__PROBLEM TO SOLVE__. Restate the records that follow. Every word must match.

__SOURCE INFORMATION__.

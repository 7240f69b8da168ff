//! Byte sources for images addressed by URL.
//!
//! The engine never talks to the network directly; hosts inject an
//! [`ImageFetcher`]. [`LocalFetcher`] covers filesystem paths, `file://`
//! URLs and base64 `data:` URIs, which is all the CLI needs.

use std::borrow::Cow;
use std::collections::HashMap;
use std::time::Duration;

use anyhow::{Context, Result, anyhow, bail, ensure};
use base64::Engine;
use futures::future::BoxFuture;

pub trait ImageFetcher: Send + Sync {
    fn fetch<'a>(&'a self, url: &'a str) -> BoxFuture<'a, Result<Vec<u8>>>;
}

/// Reads paths, `file://` URLs and `data:` URIs.
#[derive(Debug, Default, Clone, Copy)]
pub struct LocalFetcher;

impl ImageFetcher for LocalFetcher {
    fn fetch<'a>(&'a self, url: &'a str) -> BoxFuture<'a, Result<Vec<u8>>> {
        Box::pin(async move {
            if url.starts_with("data:") {
                return decode_data_uri(url);
            }
            let path = url.strip_prefix("file://").unwrap_or(url);
            ensure!(!path.is_empty(), "empty image path");
            tokio::fs::read(path)
                .await
                .with_context(|| format!("failed to read {path}"))
        })
    }
}

/// In-memory fetcher keyed by URL, with optional per-URL latency.
#[derive(Debug, Default, Clone)]
pub struct MemoryFetcher {
    entries: HashMap<String, (Vec<u8>, Duration)>,
}

impl MemoryFetcher {
    pub fn new() -> Self {
        Self::default()
    }

    pub fn insert(&mut self, url: impl Into<String>, bytes: Vec<u8>) -> &mut Self {
        self.entries.insert(url.into(), (bytes, Duration::ZERO));
        self
    }

    pub fn insert_delayed(
        &mut self,
        url: impl Into<String>,
        bytes: Vec<u8>,
        delay: Duration,
    ) -> &mut Self {
        self.entries.insert(url.into(), (bytes, delay));
        self
    }
}

impl ImageFetcher for MemoryFetcher {
    fn fetch<'a>(&'a self, url: &'a str) -> BoxFuture<'a, Result<Vec<u8>>> {
        Box::pin(async move {
            let (bytes, delay) = self
                .entries
                .get(url)
                .ok_or_else(|| anyhow!("no entry for {}", short_url(url)))?;
            if !delay.is_zero() {
                tokio::time::sleep(*delay).await;
            }
            Ok(bytes.clone())
        })
    }
}

pub fn decode_data_uri(uri: &str) -> Result<Vec<u8>> {
    let rest = uri
        .strip_prefix("data:")
        .ok_or_else(|| anyhow!("not a data URI"))?;
    let (header, payload) = rest
        .split_once(',')
        .ok_or_else(|| anyhow!("data URI is missing the ',' separator"))?;
    if !header.split(';').any(|part| part.eq_ignore_ascii_case("base64")) {
        bail!("only base64 data URIs are supported");
    }
    base64::engine::general_purpose::STANDARD
        .decode(payload.trim())
        .context("invalid base64 payload in data URI")
}

pub fn encode_data_uri(mime: &str, bytes: &[u8]) -> String {
    format!(
        "data:{mime};base64,{}",
        base64::engine::general_purpose::STANDARD.encode(bytes)
    )
}

/// URL suitable for logs and error messages; data URIs are elided.
pub fn short_url(url: &str) -> Cow<'_, str> {
    if url.starts_with("data:") {
        let header = url.split(',').next().unwrap_or("data:");
        Cow::Owned(format!("{header},…"))
    } else {
        Cow::Borrowed(url)
    }
}
//! Interactive preview window.
//!
//! The engine renders straight into the window's swapchain. Every
//! `RedrawRequested` draws one frame and asks for the next, so with
//! `PresentMode::AutoVsync` the loop runs at the display refresh rate.
//! Asset loads are spawned on the tokio runtime and never block the loop.

use std::path::PathBuf;
use std::sync::{Arc, Mutex};

use anyhow::{Context, Result};
use preview_model::SettingsPatch;
use tokio::runtime::Handle;
use tokio_util::sync::CancellationToken;
use tracing::{debug, error, info, warn};
use wgpu::SurfaceError;
use winit::{
    application::ApplicationHandler,
    dpi::PhysicalPosition,
    event::{ElementState, MouseButton, MouseScrollDelta, TouchPhase, WindowEvent},
    event_loop::{ActiveEventLoop, EventLoop, EventLoopProxy},
    keyboard::{Key, NamedKey},
    window::{CursorIcon, Window, WindowAttributes},
};

use crate::compositor::RenderBackend;
use crate::config::Configuration;
use crate::engine::{EngineState, PreviewEngine};
use crate::events::{CursorHint, PointerEvent, PointerPhase, UiAffordance};
use crate::surface::{ExportMode, GpuContext};

const WINDOW_TITLE: &str = "Tattoo Preview";
const MOUSE_POINTER: u64 = 0;
/// Pixels of trackpad scroll treated as one wheel line.
const PIXELS_PER_LINE: f64 = 40.0;

/// What the viewer should load once the engine is up.
#[derive(Debug, Clone)]
pub struct ViewerOptions {
    pub photo: String,
    pub art: Option<String>,
    /// Where `S` writes the composite PNG.
    pub save_path: PathBuf,
}

#[derive(Debug)]
enum ViewerEvent {
    Cancelled,
    Processing(bool),
}

/// Maps cursor hints onto the window's cursor icon.
struct WindowCursor {
    window: Arc<Window>,
}

impl UiAffordance for WindowCursor {
    fn set_cursor(&self, hint: CursorHint) {
        let icon = match hint {
            CursorHint::Default => CursorIcon::Default,
            CursorHint::Grab => CursorIcon::Grab,
            CursorHint::Grabbing => CursorIcon::Grabbing,
            CursorHint::Brush { .. } => CursorIcon::Crosshair,
        };
        self.window.set_cursor(icon);
    }
}

struct Presentation {
    surface: wgpu::Surface<'static>,
    config: wgpu::SurfaceConfiguration,
    ctx: Arc<GpuContext>,
}

struct ViewerApp {
    cfg: Configuration,
    options: ViewerOptions,
    runtime: Handle,
    cancel: CancellationToken,
    proxy: Arc<Mutex<EventLoopProxy<ViewerEvent>>>,
    window: Option<Arc<Window>>,
    presentation: Option<Presentation>,
    engine: Option<PreviewEngine>,
    cursor: PhysicalPosition<f64>,
    mouse_down: bool,
}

__OUTPUT__.
repository 7240f69b8da168ff
//! Byte sources for images addressed by URL.
//!
//! The engine never talks to the network directly; hosts inject an
//! [`ImageFetcher`]. [`LocalFetcher`] covers filesystem paths, `file://`
//! URLs and base64 `data:` URIs, which is all the CLI needs.

use std::borrow::Cow;
use std::collections::HashMap;
use std::time::Duration;

use anyhow::{Context, Result, anyhow, bail, ensure};
use base64::Engine;
use futures::future::BoxFuture;

pub trait ImageFetcher: Send + Sync {
    fn fetch<'a>(&'a self, url: &'a str) -> BoxFuture<'a, Result<Vec<u8>>>;
}

/// Reads paths, `file://` URLs and `data:` URIs.
#[derive(Debug, Default, Clone, Copy)]
pub struct LocalFetcher;

impl ImageFetcher for LocalFetcher {
    fn fetch<'a>(&'a self, url: &'a str) -> BoxFuture<'a, Result<Vec<u8>>> {
        Box::pin(async move {
            if url.starts_with("data:") {
                return decode_data_uri(url);
            }
            let path = url.strip_prefix("file://").unwrap_or(url);
            ensure!(!path.is_empty(), "empty image path");
            tokio::fs::read(path)
                .await
                .with_context(|| format!("failed to read {path}"))
        })
    }
}

/// In-memory fetcher keyed by URL, with optional per-URL latency.
#[derive(Debug, Default, Clone)]
pub struct MemoryFetcher {
    entries: HashMap<String, (Vec<u8>, Duration)>,
}

impl MemoryFetcher {
    pub fn new() -> Self {
        Self::default()
    }

    pub fn insert(&mut self, url: impl Into<String>, bytes: Vec<u8>) -> &mut Self {
        self.entries.insert(url.into(), (bytes, Duration::ZERO));
        self
    }

    pub fn insert_delayed(
        &mut self,
        url: impl Into<String>,
        bytes: Vec<u8>,
        delay: Duration,
    ) -> &mut Self {
        self.entries.insert(url.into(), (bytes, delay));
        self
    }
}

impl ImageFetcher for MemoryFetcher {
    fn fetch<'a>(&'a self, url: &'a str) -> BoxFuture<'a, Result<Vec<u8>>> {
        Box::pin(async move {
            let (bytes, delay) = self
                .entries
                .get(url)
                .ok_or_else(|| anyhow!("no entry for {}", short_url(url)))?;
            if !delay.is_zero() {
                tokio::time::sleep(*delay).await;
            }
            Ok(bytes.clone())
        })
    }
}

pub fn decode_data_uri(uri: &str) -> Result<Vec<u8>> {
    let rest = uri
        .strip_prefix("data:")
        .ok_or_else(|| anyhow!("not a data URI"))?;
    let (header, payload) = rest
        .split_once(',')
        .ok_or_else(|| anyhow!("data URI is missing the ',' separator"))?;
    if !header.split(';').any(|part| part.eq_ignore_ascii_case("base64")) {
        bail!("only base64 data URIs are supported");
    }
    base64::engine::general_purpose::STANDARD
        .decode(payload.trim())
        .context("invalid base64 payload in data URI")
}

pub fn encode_data_uri(mime: &str, bytes: &[u8]) -> String {
    format!(
        "data:{mime};base64,{}",
        base64::engine::general_purpose::STANDARD.encode(bytes)
    )
}

/// URL suitable for logs and error messages; data URIs are elided.
pub fn short_url(url: &str) -> Cow<'_, str> {
    if url.starts_with("data:") {
        let header = url.split(',').next().unwrap_or("data:");
        Cow::Owned(format!("{header},…"))
    } else {
        Cow::Borrowed(url)
    }
}
//! Interactive preview window.
//!
//! The engine renders straight into the window's swapchain. Every
//! `RedrawRequested` draws one frame and asks for the next, so with
//! `PresentMode::AutoVsync` the loop runs at the display refresh rate.
//! Asset loads are spawned on the tokio runtime and never block the loop.

use std::path::PathBuf;
use std::sync::{Arc, Mutex};

use anyhow::{Context, Result};
use preview_model::SettingsPatch;
use tokio::runtime::Handle;
use tokio_util::sync::CancellationToken;
use tracing::{debug, error, info, warn};
use wgpu::SurfaceError;
use winit::{
    application::ApplicationHandler,
    dpi::PhysicalPosition,
    event::{ElementState, MouseButton, MouseScrollDelta, TouchPhase, WindowEvent},
    event_loop::{ActiveEventLoop, EventLoop, EventLoopProxy},
    keyboard::{Key, NamedKey},
    window::{CursorIcon, Window, WindowAttributes},
};

use crate::compositor::RenderBackend;
use crate::config::Configuration;
use crate::engine::{EngineState, PreviewEngine};
use crate::events::{CursorHint, PointerEvent, PointerPhase, UiAffordance};
use crate::surface::{ExportMode, GpuContext};

const WINDOW_TITLE: &str = "Tattoo Preview";
const MOUSE_POINTER: u64 = 0;
/// Pixels of trackpad scroll treated as one wheel line.
const PIXELS_PER_LINE: f64 = 40.0;

/// What the viewer should load once the engine is up.
#[derive(Debug, Clone)]
pub struct ViewerOptions {
    pub photo: String,
    pub art: Option<String>,
    /// Where `S` writes the composite PNG.
    pub save_path: PathBuf,
}

#[derive(Debug)]
enum ViewerEvent {
    Cancelled,
    Processing(bool),
}

/// Maps cursor hints onto the window's cursor icon.
struct WindowCursor {
    window: Arc<Window>,
}

impl UiAffordance for WindowCursor {
    fn set_cursor(&self, hint: CursorHint) {
        let icon = match hint {
            CursorHint::Default => CursorIcon::Default,
            CursorHint::Grab => CursorIcon::Grab,
            CursorHint::Grabbing => CursorIcon::Grabbing,
            CursorHint::Brush { .. } => CursorIcon::Crosshair,
        };
        self.window.set_cursor(icon);
    }
}

struct Presentation {
    surface: wgpu::Surface<'static>,
    config: wgpu::SurfaceConfiguration,
    ctx: Arc<GpuContext>,
}

struct ViewerApp {
    cfg: Configuration,
    options: ViewerOptions,
    runtime: Handle,
    cancel: CancellationToken,
    proxy: Arc<Mutex<EventLoopProxy<ViewerEvent>>>,
    window: Option<Arc<Window>>,
    presentation: Option<Presentation>,
    engine: Option<PreviewEngine>,
    cursor: PhysicalPosition<f64>,
    mouse_down: bool,
}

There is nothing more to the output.